For the data below, give again exactly the lines from the one containing "the command-line tool." through the one containing "as the filter", both ends included, and no others.
○ ○ ○ ○ ○ ○ ○
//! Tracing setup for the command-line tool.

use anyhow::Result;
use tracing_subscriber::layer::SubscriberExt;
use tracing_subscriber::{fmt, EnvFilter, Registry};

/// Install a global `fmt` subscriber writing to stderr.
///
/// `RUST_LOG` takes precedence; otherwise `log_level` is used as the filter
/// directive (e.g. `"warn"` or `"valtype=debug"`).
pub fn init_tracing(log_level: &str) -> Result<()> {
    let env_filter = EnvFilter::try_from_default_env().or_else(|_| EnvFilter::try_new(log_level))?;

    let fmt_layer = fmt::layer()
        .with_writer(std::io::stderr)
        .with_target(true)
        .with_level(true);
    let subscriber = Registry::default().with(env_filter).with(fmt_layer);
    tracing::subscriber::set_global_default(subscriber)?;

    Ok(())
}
○ ○ ○ ○ ○ ○ ○
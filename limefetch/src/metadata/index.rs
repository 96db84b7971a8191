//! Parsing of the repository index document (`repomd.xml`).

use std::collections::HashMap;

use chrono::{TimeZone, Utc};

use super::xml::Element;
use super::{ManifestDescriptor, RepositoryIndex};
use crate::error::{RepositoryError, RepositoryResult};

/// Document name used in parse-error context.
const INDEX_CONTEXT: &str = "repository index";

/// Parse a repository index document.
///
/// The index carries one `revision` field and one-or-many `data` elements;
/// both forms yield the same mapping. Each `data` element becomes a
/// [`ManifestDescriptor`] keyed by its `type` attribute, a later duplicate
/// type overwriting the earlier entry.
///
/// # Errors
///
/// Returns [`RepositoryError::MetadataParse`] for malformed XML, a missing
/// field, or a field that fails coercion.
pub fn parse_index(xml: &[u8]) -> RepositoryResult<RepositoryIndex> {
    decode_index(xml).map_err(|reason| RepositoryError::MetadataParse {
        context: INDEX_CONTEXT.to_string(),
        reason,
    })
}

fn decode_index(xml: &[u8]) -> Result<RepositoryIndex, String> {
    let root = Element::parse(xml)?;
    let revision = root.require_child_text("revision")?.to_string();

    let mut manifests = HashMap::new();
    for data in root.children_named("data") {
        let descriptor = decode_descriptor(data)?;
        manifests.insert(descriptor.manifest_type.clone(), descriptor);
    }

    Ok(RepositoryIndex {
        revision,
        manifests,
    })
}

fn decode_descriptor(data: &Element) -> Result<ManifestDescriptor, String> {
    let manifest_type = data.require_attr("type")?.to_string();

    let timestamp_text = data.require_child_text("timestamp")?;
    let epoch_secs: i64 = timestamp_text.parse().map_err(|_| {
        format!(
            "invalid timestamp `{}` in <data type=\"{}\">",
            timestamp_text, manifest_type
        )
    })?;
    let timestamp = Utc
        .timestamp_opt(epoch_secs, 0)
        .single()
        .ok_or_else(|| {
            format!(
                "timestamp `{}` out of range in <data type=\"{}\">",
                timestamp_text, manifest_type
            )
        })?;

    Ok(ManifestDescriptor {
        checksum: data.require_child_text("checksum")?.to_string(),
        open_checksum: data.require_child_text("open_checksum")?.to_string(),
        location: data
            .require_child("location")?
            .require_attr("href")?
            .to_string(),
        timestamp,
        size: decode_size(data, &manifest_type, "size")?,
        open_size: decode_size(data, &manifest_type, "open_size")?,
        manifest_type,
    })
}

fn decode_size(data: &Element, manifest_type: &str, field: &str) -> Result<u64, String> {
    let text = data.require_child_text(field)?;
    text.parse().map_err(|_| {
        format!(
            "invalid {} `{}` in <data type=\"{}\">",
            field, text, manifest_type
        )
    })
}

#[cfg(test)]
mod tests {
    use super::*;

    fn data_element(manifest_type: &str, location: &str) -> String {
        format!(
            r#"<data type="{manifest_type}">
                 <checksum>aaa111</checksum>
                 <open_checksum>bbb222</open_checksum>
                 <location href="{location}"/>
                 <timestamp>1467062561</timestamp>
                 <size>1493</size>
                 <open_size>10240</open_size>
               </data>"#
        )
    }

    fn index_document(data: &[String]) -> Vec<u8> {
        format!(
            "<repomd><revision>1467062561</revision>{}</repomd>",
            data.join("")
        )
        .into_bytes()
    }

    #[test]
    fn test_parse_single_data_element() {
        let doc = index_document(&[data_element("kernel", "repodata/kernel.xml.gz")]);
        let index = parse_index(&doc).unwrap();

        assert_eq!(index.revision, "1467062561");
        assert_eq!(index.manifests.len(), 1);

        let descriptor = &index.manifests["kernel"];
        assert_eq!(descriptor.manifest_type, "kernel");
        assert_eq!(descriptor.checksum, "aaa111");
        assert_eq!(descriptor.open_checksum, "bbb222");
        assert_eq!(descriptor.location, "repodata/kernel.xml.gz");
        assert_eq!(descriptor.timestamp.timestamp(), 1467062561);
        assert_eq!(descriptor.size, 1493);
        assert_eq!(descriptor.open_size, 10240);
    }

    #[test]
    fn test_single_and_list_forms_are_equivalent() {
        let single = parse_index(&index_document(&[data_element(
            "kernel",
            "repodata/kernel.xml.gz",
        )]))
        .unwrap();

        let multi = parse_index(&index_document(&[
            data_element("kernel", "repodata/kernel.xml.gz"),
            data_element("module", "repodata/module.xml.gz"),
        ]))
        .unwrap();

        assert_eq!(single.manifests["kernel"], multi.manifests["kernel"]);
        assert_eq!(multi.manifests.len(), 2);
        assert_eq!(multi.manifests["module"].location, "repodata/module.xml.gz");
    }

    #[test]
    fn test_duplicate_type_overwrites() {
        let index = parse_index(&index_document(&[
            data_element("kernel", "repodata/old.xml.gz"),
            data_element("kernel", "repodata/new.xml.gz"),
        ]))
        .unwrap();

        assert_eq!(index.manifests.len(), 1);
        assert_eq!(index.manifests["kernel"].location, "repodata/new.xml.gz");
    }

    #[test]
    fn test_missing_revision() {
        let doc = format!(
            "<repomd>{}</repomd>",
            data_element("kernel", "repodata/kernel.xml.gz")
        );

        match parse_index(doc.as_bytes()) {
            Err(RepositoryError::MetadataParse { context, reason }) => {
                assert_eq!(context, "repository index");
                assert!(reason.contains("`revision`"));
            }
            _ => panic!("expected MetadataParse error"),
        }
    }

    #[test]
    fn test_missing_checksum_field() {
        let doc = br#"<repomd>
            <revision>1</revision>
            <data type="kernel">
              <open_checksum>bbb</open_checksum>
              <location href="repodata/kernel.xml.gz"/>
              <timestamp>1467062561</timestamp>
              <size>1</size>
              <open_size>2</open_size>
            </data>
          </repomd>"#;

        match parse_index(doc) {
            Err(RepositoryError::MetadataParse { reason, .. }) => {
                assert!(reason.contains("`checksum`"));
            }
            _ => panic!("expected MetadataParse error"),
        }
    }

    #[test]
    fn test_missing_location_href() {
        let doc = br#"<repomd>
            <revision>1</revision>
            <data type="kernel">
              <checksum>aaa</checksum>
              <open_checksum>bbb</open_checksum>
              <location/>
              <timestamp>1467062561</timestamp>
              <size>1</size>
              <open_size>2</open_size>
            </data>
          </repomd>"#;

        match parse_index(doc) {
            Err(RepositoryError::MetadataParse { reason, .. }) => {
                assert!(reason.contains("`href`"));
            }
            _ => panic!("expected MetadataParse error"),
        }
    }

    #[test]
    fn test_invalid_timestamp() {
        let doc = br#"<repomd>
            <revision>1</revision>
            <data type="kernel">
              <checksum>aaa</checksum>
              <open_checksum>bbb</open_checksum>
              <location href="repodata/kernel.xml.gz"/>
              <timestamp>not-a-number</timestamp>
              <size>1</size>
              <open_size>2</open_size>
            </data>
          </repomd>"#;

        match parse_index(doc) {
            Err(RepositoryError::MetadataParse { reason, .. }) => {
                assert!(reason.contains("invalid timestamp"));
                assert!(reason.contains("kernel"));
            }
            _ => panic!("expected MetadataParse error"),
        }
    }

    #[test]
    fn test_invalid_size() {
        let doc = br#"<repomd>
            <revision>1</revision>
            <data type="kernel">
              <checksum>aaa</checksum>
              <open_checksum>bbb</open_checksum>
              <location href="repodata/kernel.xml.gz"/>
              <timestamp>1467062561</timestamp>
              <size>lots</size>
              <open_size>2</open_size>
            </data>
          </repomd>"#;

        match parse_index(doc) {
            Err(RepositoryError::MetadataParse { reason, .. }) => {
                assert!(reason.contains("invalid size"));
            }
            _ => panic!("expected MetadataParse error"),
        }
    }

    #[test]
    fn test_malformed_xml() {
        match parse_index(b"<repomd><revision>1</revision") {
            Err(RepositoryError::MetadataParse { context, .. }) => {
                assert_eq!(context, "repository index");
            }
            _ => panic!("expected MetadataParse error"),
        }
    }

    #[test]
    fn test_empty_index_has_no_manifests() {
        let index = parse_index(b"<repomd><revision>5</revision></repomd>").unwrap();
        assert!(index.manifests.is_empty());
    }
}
○ ○ ○ ○ ○ ○ ○
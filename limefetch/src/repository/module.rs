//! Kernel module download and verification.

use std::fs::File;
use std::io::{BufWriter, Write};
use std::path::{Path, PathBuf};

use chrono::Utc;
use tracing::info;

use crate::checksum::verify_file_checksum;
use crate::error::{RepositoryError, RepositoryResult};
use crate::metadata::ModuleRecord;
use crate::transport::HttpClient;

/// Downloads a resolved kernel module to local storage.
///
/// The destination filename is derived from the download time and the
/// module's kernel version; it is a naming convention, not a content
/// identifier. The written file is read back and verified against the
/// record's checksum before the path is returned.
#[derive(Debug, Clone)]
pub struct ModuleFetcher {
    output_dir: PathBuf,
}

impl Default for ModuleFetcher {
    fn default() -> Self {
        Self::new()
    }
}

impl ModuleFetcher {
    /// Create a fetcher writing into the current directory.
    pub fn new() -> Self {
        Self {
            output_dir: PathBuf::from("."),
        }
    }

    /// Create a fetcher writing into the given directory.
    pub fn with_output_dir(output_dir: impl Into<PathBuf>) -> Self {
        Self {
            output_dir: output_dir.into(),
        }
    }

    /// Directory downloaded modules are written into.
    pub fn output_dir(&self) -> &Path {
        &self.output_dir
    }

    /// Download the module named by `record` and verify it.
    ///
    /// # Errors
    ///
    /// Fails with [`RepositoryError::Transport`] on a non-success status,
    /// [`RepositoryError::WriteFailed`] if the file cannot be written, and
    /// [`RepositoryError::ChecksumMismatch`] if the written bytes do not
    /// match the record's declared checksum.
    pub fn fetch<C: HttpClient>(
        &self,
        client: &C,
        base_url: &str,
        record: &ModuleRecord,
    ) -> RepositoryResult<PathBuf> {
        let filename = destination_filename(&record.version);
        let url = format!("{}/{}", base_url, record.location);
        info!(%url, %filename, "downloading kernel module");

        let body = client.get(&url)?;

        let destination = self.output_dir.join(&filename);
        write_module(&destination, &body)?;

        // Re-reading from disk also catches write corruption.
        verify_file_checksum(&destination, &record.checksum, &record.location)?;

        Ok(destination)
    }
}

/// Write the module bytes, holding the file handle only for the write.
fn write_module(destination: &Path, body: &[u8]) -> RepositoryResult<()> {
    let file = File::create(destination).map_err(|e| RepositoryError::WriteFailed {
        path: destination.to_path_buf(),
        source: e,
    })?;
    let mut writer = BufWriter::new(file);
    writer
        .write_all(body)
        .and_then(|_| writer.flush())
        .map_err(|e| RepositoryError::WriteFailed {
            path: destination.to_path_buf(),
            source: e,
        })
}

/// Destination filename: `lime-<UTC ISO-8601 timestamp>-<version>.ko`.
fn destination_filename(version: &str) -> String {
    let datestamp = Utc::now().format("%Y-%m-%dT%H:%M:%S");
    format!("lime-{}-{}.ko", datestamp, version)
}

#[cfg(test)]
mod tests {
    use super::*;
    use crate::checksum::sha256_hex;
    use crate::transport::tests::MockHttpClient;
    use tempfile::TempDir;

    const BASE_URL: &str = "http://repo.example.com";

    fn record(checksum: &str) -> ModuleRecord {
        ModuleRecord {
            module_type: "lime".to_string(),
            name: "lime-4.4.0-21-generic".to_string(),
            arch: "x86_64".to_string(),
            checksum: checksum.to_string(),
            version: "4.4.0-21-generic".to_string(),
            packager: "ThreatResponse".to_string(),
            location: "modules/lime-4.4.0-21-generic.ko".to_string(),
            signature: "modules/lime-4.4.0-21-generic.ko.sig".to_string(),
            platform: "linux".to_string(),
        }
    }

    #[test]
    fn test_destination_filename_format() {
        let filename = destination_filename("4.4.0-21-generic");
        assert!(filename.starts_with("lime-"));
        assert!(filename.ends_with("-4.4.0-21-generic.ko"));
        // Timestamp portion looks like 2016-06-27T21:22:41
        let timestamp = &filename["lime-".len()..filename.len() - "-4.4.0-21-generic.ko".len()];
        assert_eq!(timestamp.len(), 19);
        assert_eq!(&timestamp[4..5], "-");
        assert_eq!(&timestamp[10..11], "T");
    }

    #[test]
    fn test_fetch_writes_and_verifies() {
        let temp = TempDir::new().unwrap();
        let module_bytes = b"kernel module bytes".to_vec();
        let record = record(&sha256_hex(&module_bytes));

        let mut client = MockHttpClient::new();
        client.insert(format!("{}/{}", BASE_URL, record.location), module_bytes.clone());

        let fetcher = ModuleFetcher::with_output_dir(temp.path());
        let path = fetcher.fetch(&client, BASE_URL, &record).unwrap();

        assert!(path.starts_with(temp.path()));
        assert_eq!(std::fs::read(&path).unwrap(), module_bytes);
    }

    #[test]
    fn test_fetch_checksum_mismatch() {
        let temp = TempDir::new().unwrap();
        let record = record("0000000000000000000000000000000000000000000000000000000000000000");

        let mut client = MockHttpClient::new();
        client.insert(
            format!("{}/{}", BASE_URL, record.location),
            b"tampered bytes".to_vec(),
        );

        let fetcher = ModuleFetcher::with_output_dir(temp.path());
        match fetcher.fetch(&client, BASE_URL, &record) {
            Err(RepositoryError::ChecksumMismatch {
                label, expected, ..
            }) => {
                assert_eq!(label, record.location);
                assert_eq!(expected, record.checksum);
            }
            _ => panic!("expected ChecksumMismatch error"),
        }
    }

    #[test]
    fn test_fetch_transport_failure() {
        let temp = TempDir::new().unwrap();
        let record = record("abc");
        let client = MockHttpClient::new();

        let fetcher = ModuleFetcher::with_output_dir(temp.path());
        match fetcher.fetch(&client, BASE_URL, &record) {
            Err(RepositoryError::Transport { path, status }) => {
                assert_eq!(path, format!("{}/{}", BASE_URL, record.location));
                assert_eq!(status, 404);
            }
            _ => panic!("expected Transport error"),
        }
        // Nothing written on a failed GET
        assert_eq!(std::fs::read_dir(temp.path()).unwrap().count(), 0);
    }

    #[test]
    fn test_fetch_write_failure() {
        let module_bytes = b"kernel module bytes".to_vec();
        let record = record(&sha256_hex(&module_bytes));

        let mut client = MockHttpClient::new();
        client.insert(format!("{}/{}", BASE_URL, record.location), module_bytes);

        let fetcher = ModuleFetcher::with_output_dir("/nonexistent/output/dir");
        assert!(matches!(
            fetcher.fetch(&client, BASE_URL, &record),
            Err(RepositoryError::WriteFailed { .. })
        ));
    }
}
○ ○ ○ ○ ○ ○ ○
» **Task solution**:
//! Tracing setup for the command-line tool.

use anyhow::Result;
use tracing_subscriber::layer::SubscriberExt;
use tracing_subscriber::{fmt, EnvFilter, Registry};

/// Install a global `fmt` subscriber writing to stderr.
///
/// `RUST_LOG` takes precedence; otherwise `log_level` is used as the filter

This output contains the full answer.